Though I’m a firm believer that it’s important to help our students learn to direct the “grit” they often demonstrate in outside of school activities to the classroom, I’m also clear that there are often forces beyond their control that can frustrate whatever grit they demonstrate (see my Ed Week column, ‘It’s Time to Change the Conversation About Grit’). These “forces” can include socio/economic ones (see Poor kids who do everything right don’t do better than rich kids who do everything wrong from the Washington Post) and the biases of teachers themselves (see Teacher race affects black students’ odds of being labeled ‘gifted,’ also from The Washington Post).
Here’s a short segment from the AMC show “Better Call Saul” that illustrates that grit is not the cure-all:
An NPR piece writes more about this topic at ‘Saul’ And The Limits Of Hustle.
All this doesn’t mean we shouldn’t encourage grit.

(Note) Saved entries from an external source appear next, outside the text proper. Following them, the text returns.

// Copyright 2025-2026, Offchain Labs, Inc.
// For license information, see https://github.com/OffchainLabs/nitro/blob/master/LICENSE.md

use std::fmt::{self, Display};

pub const BLUE: &str = "\x1b[34;1m";
pub const MINT: &str = "\x1b[38;5;48;1m";
pub const RED: &str = "\x1b[31;1m";
pub const CLEAR: &str = "\x1b[0;0m";
pub const YELLOW: &str = "\x1b[33;1m";

pub trait Color {
    fn color(&self, color: &str) -> String;

    fn blue(&self) -> String;
    fn mint(&self) -> String;
    fn red(&self) -> String;
    fn yellow(&self) -> String;
}

#[rustfmt::skip]
impl<T> Color for T where T: Display {

    fn color(&self, color: &str) -> String {
        format!("{}{}{}", color, self, CLEAR)
    }

    fn blue(&self)   -> String { self.color(BLUE)   }
    fn mint(&self)   -> String { self.color(MINT)   }
    fn red(&self)    -> String { self.color(RED)    }
    fn yellow(&self) -> String { self.color(YELLOW) }
}

/// Console prefix used on every harness status line.
#[derive(Clone, Copy, Debug, PartialEq, Eq)]
pub enum Marker {
    /// `[*]` work about to happen
    Step,
    /// `[+]` work that finished
    Done,
    /// `[!]` a failure the sweep recovered from
    Fail,
}

impl Marker {
    pub fn text(self) -> &'static str {
        match self {
            Marker::Step => "[*]",
            Marker::Done => "[+]",
            Marker::Fail => "[!]",
        }
    }

    /// Prefixes `message` with the coloured marker.
    pub fn line<T: Display>(self, message: T) -> String {
        let marker = match self {
            Marker::Step => self.text().blue(),
            Marker::Done => self.text().mint(),
            Marker::Fail => self.text().red(),
        };
        format!("{marker} {message}")
    }
}

impl Display for Marker {
    fn fmt(&self, f: &mut fmt::Formatter<'_>) -> fmt::Result {
        f.write_str(self.text())
    }
}

pub fn when<T: Display>(cond: bool, text: T, when_color: &str) -> String {
    match cond {
        true => text.color(when_color),
        false => format!("{text}"),
    }
}
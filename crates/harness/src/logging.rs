// Copyright 2025-2026, Offchain Labs, Inc.
// For license information, see https://github.com/OffchainLabs/nitro/blob/master/LICENSE.md

use clap::ValueEnum;
use eyre::eyre;
use std::{env, io};
use tracing_subscriber::EnvFilter;

#[derive(Copy, Clone, Debug, PartialEq, Eq, ValueEnum, Default)]
pub enum LoggingFormat {
    #[default]
    Text,
    Json,
}

/// Initialize `tracing` logging based on the specified format. By default, the logging level is set
/// to "info" unless overridden by the `RUST_LOG` environment variable.
///
/// Logs go to stderr. Tables and JSON results are printed on stdout.
pub fn init(format: LoggingFormat) -> eyre::Result<()> {
    const LOG_CONFIGURATION_ENVVAR: &str = "RUST_LOG";

    let filter = EnvFilter::new(
        env::var(LOG_CONFIGURATION_ENVVAR)
            .as_deref()
            .unwrap_or("info"),
    );

    let subscriber = tracing_subscriber::fmt()
        .with_writer(io::stderr)
        .with_target(false)
        .with_env_filter(filter);

    match format {
        LoggingFormat::Json => subscriber.json().try_init(),
        LoggingFormat::Text => subscriber.try_init(),
    }
    .map_err(|err| eyre!(err))
}
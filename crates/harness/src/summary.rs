// Copyright 2025-2026, Offchain Labs, Inc.
// For license information, see https://github.com/OffchainLabs/nitro/blob/master/LICENSE.md

use crate::scrape::MetricSample;
use serde::{Deserialize, Serialize};

/// Per-run reduction of a scraped timeline. Fields are `None` when the log never reported them.
#[derive(Clone, Debug, Default, PartialEq, Serialize, Deserialize)]
pub struct MetricsSummary {
    pub samples: usize,
    pub max_state_corpus: Option<u64>,
    pub final_memory_mb: Option<f64>,
    pub avg_memory_mb: Option<f64>,
    pub peak_memory_mb: Option<f64>,
    pub state_growth_rate: Option<f64>,
}

impl MetricsSummary {
    pub fn from_samples(samples: &[MetricSample]) -> Self {
        let corpus: Vec<u64> = samples.iter().filter_map(|s| s.corpus_size).collect();
        let memory: Vec<f64> = samples.iter().filter_map(|s| s.memory_mb).collect();

        Self {
            samples: samples.len(),
            max_state_corpus: corpus.iter().copied().max(),
            final_memory_mb: memory.last().copied(),
            avg_memory_mb: mean(&memory),
            peak_memory_mb: memory.iter().copied().reduce(f64::max),
            state_growth_rate: growth_rate(&corpus),
        }
    }
}

pub fn mean(values: &[f64]) -> Option<f64> {
    if values.is_empty() {
        return None;
    }
    Some(values.iter().sum::<f64>() / values.len() as f64)
}

/// `(last - first) / count`. Not normalized by elapsed time.
pub fn growth_rate(corpus: &[u64]) -> Option<f64> {
    let (first, last) = (corpus.first()?, corpus.last()?);
    Some((*last as f64 - *first as f64) / corpus.len() as f64)
}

It does mean, however, that we should also keep in mind what I wrote in that Ed Week post:
Yes, let’s help our students apply academic grit in the context of “the fuller formula for success: effort+strategies+help from others.” However, let’s also help them learn what the formula means outside of the classroom. Let’s assist our students to recognize the socio-economic challenges that they might face and help them acquire active citizenship skills. Then, they can also effectively use their grit to combat those challenges. It is our responsibility as teachers to make sure our students understand one of the mantras of community organizing – we live in the world as it is, not in the world as we’d like it to be.